Work to be completed: Count the lines in the records below that contain the word "ZeroAttempts", and reply with only that number.
(Extracted material begins)
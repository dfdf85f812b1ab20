//! Error types for the planning engine.

use thiserror::Error;

/// Failure reported by an elevation collaborator.
#[derive(Debug, Clone, PartialEq, Error)]
pub enum ElevationError {
    /// The provider could not be reached or refused the request.
    #[error("elevation provider unavailable: {0}")]
    Unavailable(String),

    /// The requested coordinate lies outside the provider's coverage.
    #[error("no elevation coverage at ({lat:.6}, {lng:.6})")]
    OutOfCoverage { lat: f64, lng: f64 },

    /// The provider answered with a non-finite elevation.
    #[error("elevation provider returned an invalid value at ({lat:.6}, {lng:.6})")]
    InvalidValue { lat: f64, lng: f64 },
}

/// Errors raised by engine operations.
///
/// Expected operational outcomes (an infeasible return path, no landing zone
/// with spare capacity) are reported as values, never as errors.
#[derive(Debug, Clone, PartialEq, Error)]
pub enum EngineError {
    /// Polygon with fewer than three vertices or a non-finite vertex.
    #[error("degenerate geometry: {0}")]
    DegenerateGeometry(String),

    /// Coordinate missing, non-finite or out of range.
    #[error("invalid coordinate ({lat}, {lng})")]
    InvalidCoordinate { lat: f64, lng: f64 },

    #[error("invalid parameter `{name}`: {reason}")]
    InvalidParameter { name: &'static str, reason: String },

    /// The requested computation would exceed a configured work bound.
    #[error("{what} exceeds limit of {limit}")]
    WorkLimitExceeded { what: &'static str, limit: usize },

    #[error(transparent)]
    Elevation(#[from] ElevationError),
}

impl EngineError {
    pub(crate) fn invalid_parameter(name: &'static str, reason: impl Into<String>) -> Self {
        Self::InvalidParameter {
            name,
            reason: reason.into(),
        }
    }
}

pub type EngineResult<T> = Result<T, EngineError>;
//! Command line and environment configuration.

use std::path::PathBuf;
use std::time::Duration;

use clap::Parser;
use thiserror::Error;

use crate::ipc::{TransportKind, WireProtocol, DEFAULT_ADDRESS, DEFAULT_TIMEOUT_SECS};

/// Engine executable launched unless `--engine` says otherwise.
pub const DEFAULT_ENGINE_PATH: &str = "target/debug/rpn-engine";

#[derive(Parser, Debug)]
#[clap(
    name = "rpn-term",
    version,
    about = "Keystroke-driven RPN calculator front-end for a remote engine"
)]
pub struct Cli {
    #[clap(
        long,
        env = "RPN_ADDRESS",
        default_value = DEFAULT_ADDRESS,
        help = "Engine address (host:port, tcp:// prefix allowed)"
    )]
    pub address: String,

    #[clap(
        long,
        env = "RPN_TRANSPORT",
        default_value = "zmtp",
        help = "Engine socket library: zmtp (ZeroMQ) or sp (nng)"
    )]
    pub transport: TransportKind,

    #[clap(
        long,
        env = "RPN_PROTOCOL",
        default_value = "raw",
        help = "Payload encoding: raw text or json envelopes"
    )]
    pub protocol: WireProtocol,

    #[clap(
        long,
        env = "RPN_ENGINE",
        default_value = DEFAULT_ENGINE_PATH,
        help = "Engine executable to launch"
    )]
    pub engine: PathBuf,

    #[clap(
        long = "engine-arg",
        allow_hyphen_values = true,
        help = "Argument passed to the engine (repeatable)"
    )]
    pub engine_args: Vec<String>,

    #[clap(long, help = "Connect to an already running engine instead of launching one")]
    pub no_spawn: bool,

    #[clap(
        long,
        env = "RPN_TIMEOUT_SECS",
        default_value_t = DEFAULT_TIMEOUT_SECS,
        help = "Seconds to wait for each engine reply"
    )]
    pub timeout_secs: u64,

    #[clap(long, default_value_t = 8, help = "Connection attempts before giving up")]
    pub connect_attempts: u32,

    #[clap(long, env = "RPN_LOG_FILE", help = "Log file (defaults to the user cache dir)")]
    pub log_file: Option<PathBuf>,
}

/// How to launch the engine.
#[derive(Debug, Clone, PartialEq, Eq)]
pub struct EngineLaunch {
    pub program: PathBuf,
    pub args: Vec<String>,
}

/// Validated runtime configuration.
#[derive(Debug, Clone, PartialEq, Eq)]
pub struct Config {
    /// `host:port` to connect to.
    pub address: String,
    pub transport: TransportKind,
    pub protocol: WireProtocol,
    /// `None` when connecting to an engine someone else started.
    pub engine: Option<EngineLaunch>,
    pub timeout: Duration,
    pub connect_attempts: u32,
    pub log_file: PathBuf,
}

#[derive(Debug, Error, PartialEq, Eq)]
pub enum ConfigError {
    #[error("Invalid engine address '{0}' (expected host:port)")]
    Address(String),

    #[error("--timeout-secs must be greater than zero")]
    ZeroTimeout,

    #[error("--connect-attempts must be greater than zero")]
    ZeroAttempts,
}

impl TryFrom<Cli> for Config {
    type Error = ConfigError;

    fn try_from(cli: Cli) -> Result<Self, Self::Error> {
        if cli.timeout_secs == 0 {
            return Err(ConfigError::ZeroTimeout);
        }
        if cli.connect_attempts == 0 {
            return Err(ConfigError::ZeroAttempts);
        }

        let engine = (!cli.no_spawn).then(|| EngineLaunch {
            program: cli.engine,
            args: cli.engine_args,
        });

        Ok(Config {
            address: normalize_address(&cli.address)?,
            transport: cli.transport,
            protocol: cli.protocol,
            engine,
            timeout: Duration::from_secs(cli.timeout_secs),
            connect_attempts: cli.connect_attempts,
            log_file: cli.log_file.unwrap_or_else(default_log_path),
        })
    }
}

/// Turn an engine address into a connectable `host:port`.
///
/// Accepts the `tcp://` URLs engines print (including the `*` wildcard they
/// bind to, which maps to loopback).
pub fn normalize_address(raw: &str) -> Result<String, ConfigError> {
    let trimmed = raw.trim();
    let without_scheme = trimmed.strip_prefix("tcp://").unwrap_or(trimmed);

    let (host, port) = without_scheme
        .rsplit_once(':')
        .ok_or_else(|| ConfigError::Address(raw.to_string()))?;
    if host.is_empty() || port.parse::<u16>().is_err() {
        return Err(ConfigError::Address(raw.to_string()));
    }

    let host = if host == "*" { "127.0.0.1" } else { host };
    Ok(format!("{}:{}", host, port))
}

/// Resolve the default log file location.
///
/// Resolution order:
/// 1. `<cache dir>/rpn-term/rpn-term.log` (XDG cache on Linux, Library/Caches on macOS)
/// 2. `<temp dir>/rpn-term/rpn-term.log` (fallback)
pub fn default_log_path() -> PathBuf {
    dirs::cache_dir()
        .unwrap_or_else(std::env::temp_dir)
        .join("rpn-term")
        .join("rpn-term.log")
}
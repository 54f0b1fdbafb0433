//! Payload encodings spoken over the transport.
//!
//! Two encodings exist in the engine ecosystem:
//!
//! - `raw`: each request body is the operand text or command name itself, and
//!   the reply is plain text. Engines of this kind stop answering when they
//!   receive `quit`.
//! - `json`: each request is wrapped in an envelope,
//!   `{"request_type":"input","payload":"<text>"}`, and each reply is an object
//!   with a `response_type` of `stack`, `error`, `commands` or `quitsig`.
//!
//! The encoding is chosen explicitly at connection time; there is no sniffing.

use std::fmt;
use std::str::FromStr;

use serde::{Deserialize, Serialize};

use super::client::IpcError;

/// The payload encoding used for every request on a connection.
#[derive(Debug, Clone, Copy, PartialEq, Eq, Default)]
pub enum WireProtocol {
    /// Bare UTF-8 text in both directions.
    #[default]
    Raw,
    /// JSON request envelopes and JSON replies.
    Json,
}

/// Request envelope for the JSON encoding.
#[derive(Serialize, Debug)]
struct ClientRequest<'a> {
    request_type: RequestType,
    payload: &'a str,
}

#[derive(Serialize, Debug)]
enum RequestType {
    #[serde(rename = "input")]
    Input,
}

/// The part of a JSON reply this client inspects.
#[derive(Deserialize, Debug)]
struct ServerResponse {
    response_type: ResponseType,
}

#[derive(Deserialize, Debug, PartialEq)]
#[serde(rename_all = "lowercase")]
enum ResponseType {
    Stack,
    Error,
    Commands,
    QuitSig,
    #[serde(other)]
    Unknown,
}

impl WireProtocol {
    pub fn name(&self) -> &'static str {
        match self {
            WireProtocol::Raw => "raw",
            WireProtocol::Json => "json",
        }
    }

    /// Encode operand text or a command name as a request body.
    pub fn encode(&self, text: &str) -> Result<Vec<u8>, IpcError> {
        match self {
            WireProtocol::Raw => Ok(text.as_bytes().to_vec()),
            WireProtocol::Json => {
                let request = ClientRequest {
                    request_type: RequestType::Input,
                    payload: text,
                };
                serde_json::to_vec(&request)
                    .map_err(|e| IpcError::Protocol(format!("Failed to serialize request: {}", e)))
            }
        }
    }

    /// Returns true if `reply` tells the client the engine is shutting down.
    ///
    /// The raw encoding has no quit signal; those engines stop answering instead.
    pub fn is_quit(&self, reply: &[u8]) -> bool {
        match self {
            WireProtocol::Raw => false,
            WireProtocol::Json => serde_json::from_slice::<ServerResponse>(reply)
                .map(|response| response.response_type == ResponseType::QuitSig)
                .unwrap_or(false),
        }
    }
}

impl fmt::Display for WireProtocol {
    fn fmt(&self, f: &mut fmt::Formatter<'_>) -> fmt::Result {
        f.write_str(self.name())
    }
}

impl FromStr for WireProtocol {
    type Err = String;

    fn from_str(s: &str) -> Result<Self, Self::Err> {
        match s.to_ascii_lowercase().as_str() {
            "raw" | "text" => Ok(WireProtocol::Raw),
            "json" => Ok(WireProtocol::Json),
            other => Err(format!(
                "Unknown wire protocol '{}' (expected raw or json)",
                other
            )),
        }
    }
}
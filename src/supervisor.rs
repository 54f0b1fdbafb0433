//! Engine process supervision.
//!
//! The engine runs as a child process next to the interactive loop. Its
//! standard streams are detached so nothing it prints lands on the prompt.
//!
//! # Process Cleanup Safety
//! `EngineSupervisor` owns the child. `shutdown()` is called on the loop's
//! exit path; if it is skipped (early return, panic unwinding), `Drop` runs
//! the same shutdown so the engine never outlives the front-end.

use std::path::Path;
use std::process::{Child, Command, ExitStatus, Stdio};
use std::thread;
use std::time::{Duration, Instant};

use anyhow::{Context, Result};
use tracing::{debug, info, warn};

/// How long the engine gets to exit on its own before it is killed.
pub const DEFAULT_SHUTDOWN_GRACE: Duration = Duration::from_millis(500);

const POLL_INTERVAL: Duration = Duration::from_millis(50);

/// Owned handle to the running engine process.
pub struct EngineSupervisor {
    child: Option<Child>,
}

impl EngineSupervisor {
    /// Launch the engine with its standard streams discarded.
    ///
    /// # Errors
    ///
    /// Returns an error if the executable cannot be spawned. The front-end
    /// cannot do anything useful without an engine, so callers treat this as
    /// fatal.
    pub fn start(program: &Path, args: &[String]) -> Result<Self> {
        info!("Starting engine: {} {:?}", program.display(), args);

        let child = Command::new(program)
            .args(args)
            .stdin(Stdio::null())
            .stdout(Stdio::null())
            .stderr(Stdio::null())
            .spawn()
            .with_context(|| format!("Failed to spawn engine process {}", program.display()))?;

        info!("Engine running with pid {}", child.id());

        Ok(Self { child: Some(child) })
    }

    /// Process id of the engine, if it has not been shut down.
    pub fn id(&self) -> Option<u32> {
        self.child.as_ref().map(Child::id)
    }

    /// Exit status if the engine has already stopped.
    pub fn try_status(&mut self) -> Result<Option<ExitStatus>> {
        match self.child.as_mut() {
            Some(child) => child
                .try_wait()
                .context("Failed to query engine process status"),
            None => Ok(None),
        }
    }

    /// True while the child we launched is still running.
    ///
    /// An engine that could not bind its address exits early, and whatever
    /// answered on that address belongs to someone else.
    pub fn is_running(&mut self) -> bool {
        match self.try_status() {
            Ok(None) => self.child.is_some(),
            Ok(Some(status)) => {
                debug!("Engine already exited with {}", status);
                false
            }
            Err(e) => {
                warn!("{:#}", e);
                false
            }
        }
    }

    /// Stop the engine and reap it.
    ///
    /// Waits up to `grace` for the engine to exit by itself (after a `quit`
    /// it usually already has), then kills it. Returns `None` if the engine
    /// was already shut down.
    pub fn shutdown(&mut self, grace: Duration) -> Result<Option<ExitStatus>> {
        let Some(mut child) = self.child.take() else {
            return Ok(None);
        };

        let deadline = Instant::now() + grace;
        loop {
            match child.try_wait() {
                Ok(Some(status)) => {
                    debug!("Engine exited with {}", status);
                    return Ok(Some(status));
                }
                Ok(None) if Instant::now() < deadline => thread::sleep(POLL_INTERVAL),
                Ok(None) => break,
                Err(e) => {
                    warn!("Error waiting for engine: {}", e);
                    break;
                }
            }
        }

        warn!("Engine didn't exit within {:?}, killing", grace);
        // kill() fails if the process exited in the meantime; wait() still reaps it
        let _ = child.kill();
        let status = child.wait().context("Failed to reap engine process")?;
        Ok(Some(status))
    }
}

impl Drop for EngineSupervisor {
    fn drop(&mut self) {
        if self.child.is_some() {
            if let Err(e) = self.shutdown(DEFAULT_SHUTDOWN_GRACE) {
                warn!("Engine cleanup failed: {}", e);
            }
        }
    }
}
//! End-to-end tests: scripted keystrokes through the tokenizer, session and
//! engine client to a stand-in engine listening on loopback TCP.
//!
//! The stand-in engines are real library REP sockets that keep an RPN stack,
//! so replies change the way a real engine's would. One is a libzmq REP
//! socket speaking raw text that stops answering on `quit`; the other is an
//! nng REP0 socket speaking JSON that answers `quit` with a quit signal.
//!
//! # Running
//!
//! ```bash
//! cargo test --test session_integration -- --nocapture
//! ```

use std::io::Cursor;
use std::sync::{Arc, Mutex};
use std::thread;
use std::time::Duration;

use nng::options::{Options, RecvTimeout};
use pretty_assertions::assert_eq;

use rpn_term::backend::BackendClient;
use rpn_term::ipc::{endpoint, EngineClient, IpcError, TransportKind, WireProtocol};
use rpn_term::session::{ExitReason, Session, SessionError};
use rpn_term::tokenizer::ReaderInput;

type Requests = Arc<Mutex<Vec<String>>>;

/// How long a stand-in engine waits for the next request before giving up.
const ENGINE_IDLE: Duration = Duration::from_secs(5);

/// Apply one request to the stack. `None` means the engine quits.
fn evaluate(stack: &mut Vec<f64>, request: &str) -> Option<String> {
    let binary = |stack: &mut Vec<f64>, op: fn(f64, f64) -> f64| -> Result<(), String> {
        if stack.len() < 2 {
            return Err("Error: Not enough items on stack".to_string());
        }
        let b = stack.pop().unwrap_or_default();
        let a = stack.pop().unwrap_or_default();
        stack.push(op(a, b));
        Ok(())
    };

    let result = match request {
        "quit" => return None,
        "add" => binary(stack, |a, b| a + b),
        "subtract" => binary(stack, |a, b| a - b),
        "multiply" => binary(stack, |a, b| a * b),
        "divide" => binary(stack, |a, b| a / b),
        "dup" => match stack.last().copied() {
            Some(top) => {
                stack.push(top);
                Ok(())
            }
            None => Err("Error: Not enough items on stack".to_string()),
        },
        operand => match operand.parse::<f64>() {
            Ok(value) => {
                stack.push(value);
                Ok(())
            }
            Err(_) => Err(format!("Error: Invalid operand {}", operand)),
        },
    };

    Some(match result {
        Ok(()) => stack
            .iter()
            .map(|v| v.to_string())
            .collect::<Vec<_>>()
            .join(","),
        Err(message) => message,
    })
}

/// Raw-text engine on a libzmq REP socket. Stops without replying on `quit`.
fn zmq_raw_engine(requests: Requests) -> String {
    let context = zmq::Context::new();
    let socket = context.socket(zmq::REP).unwrap();
    socket.set_rcvtimeo(ENGINE_IDLE.as_millis() as i32).unwrap();
    socket.bind("tcp://127.0.0.1:*").unwrap();
    let address = socket
        .get_last_endpoint()
        .unwrap()
        .unwrap()
        .trim_start_matches("tcp://")
        .to_string();

    thread::spawn(move || {
        let _context = context;
        let mut stack = Vec::new();
        while let Ok(message) = socket.recv_bytes(0) {
            let request = String::from_utf8_lossy(&message).into_owned();
            requests.lock().unwrap().push(request.clone());

            let Some(reply) = evaluate(&mut stack, &request) else {
                return;
            };
            socket.send(reply.as_bytes(), 0).unwrap();
        }
    });
    address
}

/// JSON engine on an nng REP0 socket. Answers `quit` with a quit signal.
fn nng_json_engine(requests: Requests) -> String {
    let port = std::net::TcpListener::bind("127.0.0.1:0")
        .unwrap()
        .local_addr()
        .unwrap()
        .port();
    let address = format!("127.0.0.1:{}", port);
    let socket = nng::Socket::new(nng::Protocol::Rep0).unwrap();
    socket.set_opt::<RecvTimeout>(Some(ENGINE_IDLE)).unwrap();
    socket.listen(&endpoint(&address)).unwrap();

    thread::spawn(move || {
        let mut stack = Vec::new();
        while let Ok(message) = socket.recv() {
            let envelope: serde_json::Value = serde_json::from_slice(&message).unwrap();
            assert_eq!(envelope["request_type"], "input");
            let request = envelope["payload"].as_str().unwrap().to_string();
            requests.lock().unwrap().push(request.clone());

            let reply = match evaluate(&mut stack, &request) {
                None => serde_json::json!({"response_type": "quitsig", "payload": {"quitsig": null}}),
                Some(text) if text.starts_with("Error") => {
                    serde_json::json!({"response_type": "error", "payload": {"error": text}})
                }
                Some(_) => {
                    serde_json::json!({"response_type": "stack", "payload": {"stack": stack}})
                }
            };
            socket.send(reply.to_string().as_bytes()).unwrap();
        }
    });
    address
}

fn connect(address: &str, kind: TransportKind, protocol: WireProtocol) -> BackendClient {
    let mut client =
        EngineClient::connect_with_retry(address, kind, protocol, 5).expect("connect failed");
    client.set_timeout(Duration::from_secs(2));
    let mut backend = BackendClient::new(client);
    backend.set_quit_timeout(Duration::from_millis(300));
    backend
}

fn script(keys: &str) -> ReaderInput<Cursor<Vec<u8>>> {
    ReaderInput::new(Cursor::new(keys.as_bytes().to_vec()))
}

#[test]
fn test_raw_session_over_zeromq() {
    let requests = Requests::default();
    let address = zmq_raw_engine(Arc::clone(&requests));

    let backend = connect(&address, TransportKind::Zmtp, WireProtocol::Raw);
    let mut session = Session::new(script("3\n4+quit"), backend, Vec::new());

    let reason = session.run().expect("session failed");
    assert_eq!(reason, ExitReason::EngineQuit);

    assert_eq!(*requests.lock().unwrap(), vec!["3", "4", "add", "quit"]);

    // The silent quit prints nothing
    let output = String::from_utf8(session.output_mut().clone()).unwrap();
    assert_eq!(output, "3\n\n3\n4+\n3,4\n7\nquit\n");

    let stats = session.stats();
    assert_eq!(stats.tokens, 3);
    assert_eq!(stats.requests, 4);
    assert_eq!(stats.noops, 1);
}

#[test]
fn test_enter_on_empty_operand_duplicates() {
    let requests = Requests::default();
    let address = zmq_raw_engine(Arc::clone(&requests));

    let backend = connect(&address, TransportKind::Zmtp, WireProtocol::Raw);
    let mut session = Session::new(script("3+4\n\n"), backend, Vec::new());

    // Input runs out before quit
    assert_eq!(session.run().unwrap(), ExitReason::InputClosed);
    assert_eq!(*requests.lock().unwrap(), vec!["3", "add", "4", "dup"]);

    // "add" on a one-item stack is rejected by the engine, not locally
    let output = String::from_utf8(session.output_mut().clone()).unwrap();
    assert!(output.contains("Error: Not enough items on stack"));
    assert!(output.ends_with("3,4,4\n"));
}

#[test]
fn test_json_session_over_nng() {
    let requests = Requests::default();
    let address = nng_json_engine(Arc::clone(&requests));

    let backend = connect(&address, TransportKind::Sp, WireProtocol::Json);
    let mut session = Session::new(script("6\n3/quit"), backend, Vec::new());

    assert_eq!(session.run().unwrap(), ExitReason::EngineQuit);
    assert_eq!(*requests.lock().unwrap(), vec!["6", "3", "divide", "quit"]);

    let output = String::from_utf8(session.output_mut().clone()).unwrap();
    assert!(output.contains(r#""response_type":"quitsig""#));
    assert!(output.contains(r#"{"stack":[2.0]}"#));
}

#[test]
fn test_engine_crash_mid_session_is_fatal() {
    let address = zmq_dying_engine();

    let backend = connect(&address, TransportKind::Zmtp, WireProtocol::Raw);
    let mut session = Session::new(script("5\n6\n"), backend, Vec::new());

    let result = session.run();
    assert!(matches!(
        result,
        Err(SessionError::Backend(IpcError::Timeout(_)))
    ));
}

/// libzmq REP socket that reads one request and goes away without a reply.
fn zmq_dying_engine() -> String {
    let context = zmq::Context::new();
    let socket = context.socket(zmq::REP).unwrap();
    socket.set_rcvtimeo(ENGINE_IDLE.as_millis() as i32).unwrap();
    socket.bind("tcp://127.0.0.1:*").unwrap();
    let address = socket
        .get_last_endpoint()
        .unwrap()
        .unwrap()
        .trim_start_matches("tcp://")
        .to_string();

    thread::spawn(move || {
        let _context = context;
        let _ = socket.recv_bytes(0);
    });
    address
}

#[test]
fn test_unreachable_nng_engine_fails_after_retries() {
    let port = std::net::TcpListener::bind("127.0.0.1:0")
        .unwrap()
        .local_addr()
        .unwrap()
        .port();

    let result = EngineClient::connect_with_retry(
        &format!("127.0.0.1:{}", port),
        TransportKind::Sp,
        WireProtocol::Json,
        3,
    );
    assert!(matches!(result, Err(IpcError::ConnectionFailed { .. })));
}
(Extracted material ends)
Solution for this problem: 2